- **TASK GOAL**
Below are records; reproduce exactly the lines from the one that has "of engine events." through the one that has "self.push(event.clone());", ends included, and nothing more.

- **MATERIAL FOR THE TASK**
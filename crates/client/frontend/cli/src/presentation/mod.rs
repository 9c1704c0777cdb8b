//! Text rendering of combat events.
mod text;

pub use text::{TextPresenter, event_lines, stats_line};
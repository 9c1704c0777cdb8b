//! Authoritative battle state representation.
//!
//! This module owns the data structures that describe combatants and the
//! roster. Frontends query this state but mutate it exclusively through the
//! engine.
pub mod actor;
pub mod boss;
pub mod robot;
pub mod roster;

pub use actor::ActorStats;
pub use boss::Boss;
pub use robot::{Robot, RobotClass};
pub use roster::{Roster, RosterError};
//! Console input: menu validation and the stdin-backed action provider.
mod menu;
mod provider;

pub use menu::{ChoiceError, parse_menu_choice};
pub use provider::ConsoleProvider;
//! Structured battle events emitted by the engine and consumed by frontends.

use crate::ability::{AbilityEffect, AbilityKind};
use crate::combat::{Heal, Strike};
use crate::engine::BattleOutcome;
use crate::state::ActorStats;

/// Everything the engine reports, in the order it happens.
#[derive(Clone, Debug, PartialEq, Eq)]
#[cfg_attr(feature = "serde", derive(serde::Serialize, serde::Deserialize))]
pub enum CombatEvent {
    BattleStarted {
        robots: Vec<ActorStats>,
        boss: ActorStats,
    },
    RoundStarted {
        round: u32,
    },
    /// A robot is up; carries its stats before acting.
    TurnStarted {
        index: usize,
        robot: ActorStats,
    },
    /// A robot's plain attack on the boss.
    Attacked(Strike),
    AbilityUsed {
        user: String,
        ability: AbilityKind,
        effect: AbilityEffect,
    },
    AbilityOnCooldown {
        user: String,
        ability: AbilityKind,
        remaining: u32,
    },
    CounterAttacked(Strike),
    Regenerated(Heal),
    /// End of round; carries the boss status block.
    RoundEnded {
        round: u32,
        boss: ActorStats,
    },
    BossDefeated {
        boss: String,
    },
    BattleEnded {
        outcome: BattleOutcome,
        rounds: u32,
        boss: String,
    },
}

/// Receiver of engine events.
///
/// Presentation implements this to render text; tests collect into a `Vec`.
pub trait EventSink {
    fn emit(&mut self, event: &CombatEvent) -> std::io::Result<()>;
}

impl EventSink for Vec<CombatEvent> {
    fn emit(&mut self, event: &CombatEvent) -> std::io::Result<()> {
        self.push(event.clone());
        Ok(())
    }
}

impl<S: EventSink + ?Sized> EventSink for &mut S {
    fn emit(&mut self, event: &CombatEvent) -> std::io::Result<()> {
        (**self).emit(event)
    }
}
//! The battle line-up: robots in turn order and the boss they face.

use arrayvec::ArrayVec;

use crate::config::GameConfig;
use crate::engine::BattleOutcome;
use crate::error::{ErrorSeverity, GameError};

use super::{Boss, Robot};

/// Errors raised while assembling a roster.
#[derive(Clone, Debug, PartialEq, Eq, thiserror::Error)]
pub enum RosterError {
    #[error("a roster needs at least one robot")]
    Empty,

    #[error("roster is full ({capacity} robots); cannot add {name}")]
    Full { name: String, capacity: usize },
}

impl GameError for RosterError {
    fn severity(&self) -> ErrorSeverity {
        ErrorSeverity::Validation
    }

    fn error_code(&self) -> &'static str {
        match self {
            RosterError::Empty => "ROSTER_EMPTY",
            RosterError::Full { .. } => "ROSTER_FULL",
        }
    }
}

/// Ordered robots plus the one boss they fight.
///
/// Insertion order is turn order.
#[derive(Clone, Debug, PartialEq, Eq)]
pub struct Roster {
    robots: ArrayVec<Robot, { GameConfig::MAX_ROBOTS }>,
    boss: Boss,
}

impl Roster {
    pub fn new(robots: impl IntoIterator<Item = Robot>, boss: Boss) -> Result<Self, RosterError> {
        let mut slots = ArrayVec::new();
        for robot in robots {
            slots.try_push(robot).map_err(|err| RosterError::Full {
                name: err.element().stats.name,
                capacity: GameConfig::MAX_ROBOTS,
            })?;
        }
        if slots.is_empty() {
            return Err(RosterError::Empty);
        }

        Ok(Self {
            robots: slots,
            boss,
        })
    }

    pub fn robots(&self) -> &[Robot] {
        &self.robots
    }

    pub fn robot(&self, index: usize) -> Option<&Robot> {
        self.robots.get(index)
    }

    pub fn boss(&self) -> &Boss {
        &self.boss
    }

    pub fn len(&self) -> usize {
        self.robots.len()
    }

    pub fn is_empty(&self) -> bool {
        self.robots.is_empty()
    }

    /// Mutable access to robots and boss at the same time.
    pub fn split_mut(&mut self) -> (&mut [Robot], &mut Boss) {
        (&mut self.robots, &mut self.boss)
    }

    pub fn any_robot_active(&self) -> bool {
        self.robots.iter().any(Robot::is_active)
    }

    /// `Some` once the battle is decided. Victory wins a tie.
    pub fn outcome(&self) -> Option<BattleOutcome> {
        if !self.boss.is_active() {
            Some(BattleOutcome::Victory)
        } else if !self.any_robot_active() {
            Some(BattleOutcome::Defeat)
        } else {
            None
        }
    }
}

* * *

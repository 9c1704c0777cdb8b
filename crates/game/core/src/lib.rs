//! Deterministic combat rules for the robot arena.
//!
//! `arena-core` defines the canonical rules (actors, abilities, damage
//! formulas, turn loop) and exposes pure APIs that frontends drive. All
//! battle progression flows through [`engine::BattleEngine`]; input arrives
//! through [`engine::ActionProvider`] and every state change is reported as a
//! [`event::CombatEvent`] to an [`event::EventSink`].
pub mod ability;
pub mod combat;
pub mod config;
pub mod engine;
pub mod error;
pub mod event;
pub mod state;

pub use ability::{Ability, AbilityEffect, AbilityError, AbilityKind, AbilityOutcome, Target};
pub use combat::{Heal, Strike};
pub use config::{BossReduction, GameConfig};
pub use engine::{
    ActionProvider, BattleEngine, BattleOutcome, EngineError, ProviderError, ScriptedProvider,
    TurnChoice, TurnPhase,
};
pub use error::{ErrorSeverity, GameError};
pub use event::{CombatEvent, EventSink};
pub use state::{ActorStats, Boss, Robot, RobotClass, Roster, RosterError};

...

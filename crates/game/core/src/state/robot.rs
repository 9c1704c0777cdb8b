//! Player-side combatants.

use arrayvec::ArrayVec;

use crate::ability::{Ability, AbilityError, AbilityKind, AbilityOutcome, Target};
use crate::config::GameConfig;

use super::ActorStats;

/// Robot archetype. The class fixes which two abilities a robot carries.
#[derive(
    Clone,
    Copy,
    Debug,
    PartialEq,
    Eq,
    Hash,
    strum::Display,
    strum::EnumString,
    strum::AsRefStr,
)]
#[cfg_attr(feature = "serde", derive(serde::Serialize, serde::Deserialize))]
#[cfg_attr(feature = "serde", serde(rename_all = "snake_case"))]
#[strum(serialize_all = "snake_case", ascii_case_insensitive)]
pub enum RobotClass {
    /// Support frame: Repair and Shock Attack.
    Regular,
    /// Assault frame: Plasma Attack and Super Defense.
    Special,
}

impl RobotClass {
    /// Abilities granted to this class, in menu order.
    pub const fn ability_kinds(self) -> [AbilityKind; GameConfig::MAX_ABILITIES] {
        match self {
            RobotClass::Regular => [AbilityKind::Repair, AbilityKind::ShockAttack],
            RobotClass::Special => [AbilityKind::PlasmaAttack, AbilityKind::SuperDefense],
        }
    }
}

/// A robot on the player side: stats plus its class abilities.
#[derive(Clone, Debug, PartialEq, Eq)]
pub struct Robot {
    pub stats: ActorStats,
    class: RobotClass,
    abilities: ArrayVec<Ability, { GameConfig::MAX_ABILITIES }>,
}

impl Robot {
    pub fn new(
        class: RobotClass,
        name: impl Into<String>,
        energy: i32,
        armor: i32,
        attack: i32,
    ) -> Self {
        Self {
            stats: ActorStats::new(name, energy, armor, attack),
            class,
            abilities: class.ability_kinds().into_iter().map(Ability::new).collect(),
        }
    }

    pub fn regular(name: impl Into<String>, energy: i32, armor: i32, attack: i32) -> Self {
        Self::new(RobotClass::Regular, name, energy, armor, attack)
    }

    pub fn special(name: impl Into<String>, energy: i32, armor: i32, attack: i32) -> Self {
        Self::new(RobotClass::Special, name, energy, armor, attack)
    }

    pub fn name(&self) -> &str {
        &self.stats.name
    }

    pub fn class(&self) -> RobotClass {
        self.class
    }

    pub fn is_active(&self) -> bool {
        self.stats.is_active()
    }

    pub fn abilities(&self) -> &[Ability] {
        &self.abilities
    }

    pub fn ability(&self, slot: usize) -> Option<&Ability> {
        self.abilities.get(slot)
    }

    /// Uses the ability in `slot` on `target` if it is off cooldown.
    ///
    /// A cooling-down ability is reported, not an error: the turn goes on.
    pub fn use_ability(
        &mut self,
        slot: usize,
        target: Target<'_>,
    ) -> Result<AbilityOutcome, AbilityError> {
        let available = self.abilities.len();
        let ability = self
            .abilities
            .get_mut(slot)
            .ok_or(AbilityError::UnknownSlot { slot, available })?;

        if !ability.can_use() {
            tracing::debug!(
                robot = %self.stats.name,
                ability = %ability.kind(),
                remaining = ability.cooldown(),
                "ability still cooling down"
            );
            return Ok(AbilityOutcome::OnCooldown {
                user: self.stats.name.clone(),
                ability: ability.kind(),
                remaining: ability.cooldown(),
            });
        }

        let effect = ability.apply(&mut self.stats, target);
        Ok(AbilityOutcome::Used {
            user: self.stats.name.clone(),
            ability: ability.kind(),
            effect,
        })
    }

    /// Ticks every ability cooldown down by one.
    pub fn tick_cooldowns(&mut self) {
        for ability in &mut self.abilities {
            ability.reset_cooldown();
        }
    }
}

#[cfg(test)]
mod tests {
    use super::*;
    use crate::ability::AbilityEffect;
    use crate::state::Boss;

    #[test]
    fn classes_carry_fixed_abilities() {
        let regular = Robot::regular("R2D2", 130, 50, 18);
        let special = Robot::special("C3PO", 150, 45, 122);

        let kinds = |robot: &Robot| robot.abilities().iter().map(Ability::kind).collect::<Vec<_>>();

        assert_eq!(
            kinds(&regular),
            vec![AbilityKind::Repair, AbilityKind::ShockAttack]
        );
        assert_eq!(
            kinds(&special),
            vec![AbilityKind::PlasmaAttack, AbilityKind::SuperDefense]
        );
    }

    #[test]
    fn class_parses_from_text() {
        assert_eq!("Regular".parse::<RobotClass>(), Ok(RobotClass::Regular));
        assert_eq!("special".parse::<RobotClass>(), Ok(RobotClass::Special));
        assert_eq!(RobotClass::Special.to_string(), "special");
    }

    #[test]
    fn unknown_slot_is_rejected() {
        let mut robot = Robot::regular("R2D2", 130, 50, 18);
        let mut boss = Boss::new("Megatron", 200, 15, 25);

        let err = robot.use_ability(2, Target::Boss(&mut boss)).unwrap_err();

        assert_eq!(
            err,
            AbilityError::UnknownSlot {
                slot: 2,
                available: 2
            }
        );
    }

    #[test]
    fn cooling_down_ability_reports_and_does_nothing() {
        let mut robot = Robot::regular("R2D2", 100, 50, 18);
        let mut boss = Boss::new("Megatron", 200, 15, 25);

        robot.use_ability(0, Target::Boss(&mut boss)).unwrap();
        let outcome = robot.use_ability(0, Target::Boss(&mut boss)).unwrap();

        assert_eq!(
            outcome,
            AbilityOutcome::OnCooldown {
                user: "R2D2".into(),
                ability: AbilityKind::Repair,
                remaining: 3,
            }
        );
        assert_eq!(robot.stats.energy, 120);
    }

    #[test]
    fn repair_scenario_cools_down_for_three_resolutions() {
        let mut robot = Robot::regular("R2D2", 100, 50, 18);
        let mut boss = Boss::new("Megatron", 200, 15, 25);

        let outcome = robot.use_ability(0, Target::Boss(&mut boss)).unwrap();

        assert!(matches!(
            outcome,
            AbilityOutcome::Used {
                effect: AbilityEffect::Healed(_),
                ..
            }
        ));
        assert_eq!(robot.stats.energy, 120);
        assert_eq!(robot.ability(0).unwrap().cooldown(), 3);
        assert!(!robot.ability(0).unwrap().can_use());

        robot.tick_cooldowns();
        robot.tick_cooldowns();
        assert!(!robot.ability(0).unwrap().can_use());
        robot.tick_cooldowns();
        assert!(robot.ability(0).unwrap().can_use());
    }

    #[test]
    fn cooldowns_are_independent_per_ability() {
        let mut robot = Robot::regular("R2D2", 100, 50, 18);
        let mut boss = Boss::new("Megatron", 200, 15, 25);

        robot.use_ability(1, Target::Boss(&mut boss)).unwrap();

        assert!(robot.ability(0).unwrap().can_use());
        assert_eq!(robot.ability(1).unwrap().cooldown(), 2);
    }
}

- **OUTPUT FOR THIS EXERCISE**
/// Receiver of engine events.
///
/// Presentation implements this to render text; tests collect into a `Vec`.
pub trait EventSink {
    fn emit(&mut self, event: &CombatEvent) -> std::io::Result<()>;
}

impl EventSink for Vec<CombatEvent> {
    fn emit(&mut self, event: &CombatEvent) -> std::io::Result<()> {
        self.push(event.clone());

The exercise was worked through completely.